Centrafrica: scontri tra civili e ribelli. Djotodia eletto presidente
Almeno 18 persone hanno perso la vita e decine di altre sono rimaste ferite negli
scontri che si sono verificati durante il fine settimana a Bangui: lo riferiscono
fonti della Croce Rossa, aggiungendo che anche i saccheggi sono continuati per due
giorni. Fonti della polizia hanno invece sottolineato che le violenze si sono manifestate
mentre erano in corso operazioni di ricerca di armi e munizioni. “Ci sono soldati
e uomini armati ovunque e diversi civili cercano di scappare altrove” dice all’agenzia
Fides mons. Dieudonné Nzapalainga arcivescovo di Bangui. Nei combattimenti è stato
colpito da un colpo di lanciarazzi anche una chiesa protestante. “Sto facendo il giro
delle aree interessate dagli scontri - ha detto mons. Nzapalainga - per verificare
di persona le condizioni degli abitanti. La situazione è veramente caotica”. Ad innescare
gli scontri - riferisce l'agenzia Misna - sarebbe stata l’uccisione di una donna raggiunta
da una pallottola vagante esplosa da elementi della coalizione Seleka nella 7a circoscrizione
di Bangui, nota come il quartiere Boy-Rabe. In segno di protesta per la morte della
residente e per il perdurare dell’insicurezza gli abitanti del quartiere sono scesi
per le strade, scontrandosi con i ribelli. Il generale Moussa Dhaffane, portavoce
del governo, ha invece riferito che le violenze sono cominciate dopo i pattugliamenti
della Seleka nei quartieri vicini a François Bozizé, dove “giovani armati dall’ex
presidente hanno aperto il fuoco”. Sulla vicenda è intervenuto anche l’attuale uomo
forte del Paese Michel Djotodia. “E’ colpa di un gruppo di individui che continua
a sostenere il vecchio potere, vogliono far precipitare il Centrafrica in una guerra
civile ma la gente non vuole che ciò accada” ha detto l’ex capo ribelle.
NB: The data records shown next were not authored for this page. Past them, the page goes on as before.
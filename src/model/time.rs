use std::fmt;
use std::str::FromStr;

use chrono::{NaiveTime, Timelike};
use serde::{Deserialize, Deserializer, Serialize, Serializer};

use crate::error::PlannerError;

pub const MINUTES_PER_DAY: i32 = 24 * 60;
/// Last addressable minute of a day (23:59).
pub const LAST_MINUTE: i32 = MINUTES_PER_DAY - 1;

/// A wall-clock time within a single day.
#[derive(Debug, Clone, Copy, PartialEq, Eq, PartialOrd, Ord, Hash)]
pub struct TimeOfDay {
    hour: u8,
    minute: u8,
}

impl TimeOfDay {
    pub fn new(hour: u8, minute: u8) -> Option<Self> {
        (hour < 24 && minute < 60).then_some(Self { hour, minute })
    }

    pub const MIDNIGHT: TimeOfDay = TimeOfDay { hour: 0, minute: 0 };

    /// Build from minutes since midnight, clamped to 00:00..=23:59.
    pub fn from_minutes_clamped(minutes: i32) -> Self {
        let m = minutes.clamp(0, LAST_MINUTE);
        Self {
            hour: (m / 60) as u8,
            minute: (m % 60) as u8,
        }
    }

    pub fn hour(&self) -> u8 {
        self.hour
    }

    pub fn minute(&self) -> u8 {
        self.minute
    }

    pub fn minutes_since_midnight(&self) -> i32 {
        self.hour as i32 * 60 + self.minute as i32
    }

    pub fn to_naive_time(self) -> NaiveTime {
        NaiveTime::from_hms_opt(self.hour as u32, self.minute as u32, 0)
            .unwrap_or(NaiveTime::MIN)
    }
}

impl From<NaiveTime> for TimeOfDay {
    fn from(t: NaiveTime) -> Self {
        Self {
            hour: t.hour() as u8,
            minute: t.minute() as u8,
        }
    }
}

impl FromStr for TimeOfDay {
    type Err = PlannerError;

    /// Accepts `H:MM` or `HH:MM`.
    fn from_str(s: &str) -> Result<Self, Self::Err> {
        let invalid = || PlannerError::InvalidTimeFormat(s.to_string());
        let (h, m) = s.trim().split_once(':').ok_or_else(invalid)?;
        let digits = |part: &str| !part.is_empty() && part.bytes().all(|b| b.is_ascii_digit());
        if !digits(h) || h.len() > 2 || !digits(m) || m.len() != 2 {
            return Err(invalid());
        }
        let hour: u8 = h.parse().map_err(|_| invalid())?;
        let minute: u8 = m.parse().map_err(|_| invalid())?;
        Self::new(hour, minute).ok_or_else(invalid)
    }
}

impl fmt::Display for TimeOfDay {
    fn fmt(&self, f: &mut fmt::Formatter<'_>) -> fmt::Result {
        write!(f, "{:02}:{:02}", self.hour, self.minute)
    }
}

impl Serialize for TimeOfDay {
    fn serialize<S: Serializer>(&self, serializer: S) -> Result<S::Ok, S::Error> {
        serializer.collect_str(self)
    }
}

impl<'de> Deserialize<'de> for TimeOfDay {
    fn deserialize<D: Deserializer<'de>>(deserializer: D) -> Result<Self, D::Error> {
        let s = String::deserialize(deserializer)?;
        s.parse().map_err(serde::de::Error::custom)
    }
}

/// A start offset and a length on the day timeline, both in minutes.
#[derive(Debug, Clone, Copy, PartialEq, Eq, Hash)]
pub struct TimelineSpan {
    pub start_minutes: i32,
    pub duration_minutes: i32,
}

impl TimelineSpan {
    /// Span between two times on the same day. `None` when `end` precedes `start`.
    pub fn between(start: TimeOfDay, end: TimeOfDay) -> Option<Self> {
        let duration = end.minutes_since_midnight() - start.minutes_since_midnight();
        (duration >= 0).then_some(Self {
            start_minutes: start.minutes_since_midnight(),
            duration_minutes: duration,
        })
    }

    pub fn end_minutes(&self) -> i32 {
        self.start_minutes + self.duration_minutes
    }

    pub fn start_time(&self) -> TimeOfDay {
        TimeOfDay::from_minutes_clamped(self.start_minutes)
    }

    pub fn end_time(&self) -> TimeOfDay {
        TimeOfDay::from_minutes_clamped(self.end_minutes())
    }

    /// Starts at or after midnight and ends no later than 23:59.
    pub fn fits_in_day(&self) -> bool {
        self.start_minutes >= 0 && self.duration_minutes >= 0 && self.end_minutes() <= LAST_MINUTE
    }

    /// Overlap of two half-open ranges, if any.
    pub fn overlap(&self, other: &TimelineSpan) -> Option<TimelineSpan> {
        let start = self.start_minutes.max(other.start_minutes);
        let end = self.end_minutes().min(other.end_minutes());
        (start < end).then_some(TimelineSpan {
            start_minutes: start,
            duration_minutes: end - start,
        })
    }
}

impl fmt::Display for TimelineSpan {
    fn fmt(&self, f: &mut fmt::Formatter<'_>) -> fmt::Result {
        write!(f, "{} - {}", self.start_time(), self.end_time())
    }
}

#[cfg(test)]
mod tests {
    use super::*;

    #[test]
    fn parses_padded_and_unpadded_hours() {
        assert_eq!("09:05".parse::<TimeOfDay>().unwrap(), TimeOfDay::new(9, 5).unwrap());
        assert_eq!("9:05".parse::<TimeOfDay>().unwrap(), TimeOfDay::new(9, 5).unwrap());
        assert_eq!(" 23:59 ".parse::<TimeOfDay>().unwrap().to_string(), "23:59");
    }

    #[test]
    fn rejects_malformed_times() {
        for bad in ["", "24:00", "12:60", "12", "12:5", "ab:cd", "1:2:3", "-1:00", "123:00"] {
            assert!(
                matches!(bad.parse::<TimeOfDay>(), Err(PlannerError::InvalidTimeFormat(_))),
                "{bad:?} should be rejected"
            );
        }
    }

    #[test]
    fn span_rejects_inverted_range() {
        let nine = TimeOfDay::new(9, 0).unwrap();
        let ten = TimeOfDay::new(10, 0).unwrap();
        assert!(TimelineSpan::between(ten, nine).is_none());
        let span = TimelineSpan::between(nine, ten).unwrap();
        assert_eq!(span.duration_minutes, 60);
        assert_eq!(span.to_string(), "09:00 - 10:00");
    }

    #[test]
    fn overlap_is_half_open() {
        let a = TimelineSpan { start_minutes: 60, duration_minutes: 60 };
        let b = TimelineSpan { start_minutes: 120, duration_minutes: 30 };
        assert!(a.overlap(&b).is_none());
        let c = TimelineSpan { start_minutes: 90, duration_minutes: 60 };
        assert_eq!(
            a.overlap(&c),
            Some(TimelineSpan { start_minutes: 90, duration_minutes: 30 })
        );
    }

    #[test]
    fn serializes_as_string() {
        let t = TimeOfDay::new(7, 30).unwrap();
        assert_eq!(serde_json::to_string(&t).unwrap(), "\"07:30\"");
        let back: TimeOfDay = serde_json::from_str("\"07:30\"").unwrap();
        assert_eq!(back, t);
    }
}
Dalla destituzione
di Bozizé, lo scorso 24 marzo, la Croce Rossa ha confermato il ritrovamento di 119
copri senza vita per le strade di Bangui mentre i feriti sarebbero più di 450. Al
di là delle violenze, il fine settimana è stato segnato da sviluppi politici e istituzionali
significativi. Durante la prima sessione del Consiglio nazionale di transizione (Cnt),
costituito venerdì, Djotodia è stato eletto presidente della Repubblica, ottenendo
così una legittimazione istituzionale; è il primo musulmano designato alla guida del
Paese a maggioranza cristiana. L’ex Capo di Stato si era autoproclamato presidente
lo scorso 24 marzo. Nei prossimi 18 mesi dovrà traghettare il Centrafrica verso elezioni
generali e nel suo primo discorso dopo il voto si è impegnato a lavorare per “ristabilire
la sicurezza sul territorio nazionale, restaurare l’unità, ritrovare la pace sociale
e far ripartire l’economia”. Del Cnt fanno parte 105 membri scelti nei ranghi della
ribellione, delle forze politiche e della società civile, chiamati a legiferare come
un’Assemblea costituente. Alcuni osservatori hanno sottolineato che questi passaggi
istituzionali richiesti dai Paesi dell’Africa centrale e in parte previsti dagli accordi
di pace firmati lo scorso 11 gennaio a Libreville potrebbero contribuire a far uscire
il Paese dall’isolamento diplomatico. Dopo il colpo di stato il Centrafrica è stato
sospeso dall’Unione Africana, dalla Comunità economica dei paesi dell’Africa centrale
e dall’Organizzazione internazionale dei paesi francofoni (Oif). Una trentina di organizzazioni
della società civile e della diaspora centrafricana ha già criticato la composizione
del Cnt ma soprattutto le modalità di scelta dei suoi membri, “in totale contraddizione
con il principio di concertazione consensuale e democratica”, chiedendo l’apertura
di “consultazioni inclusive mediate dalla comunità internazionale”. (R.P.)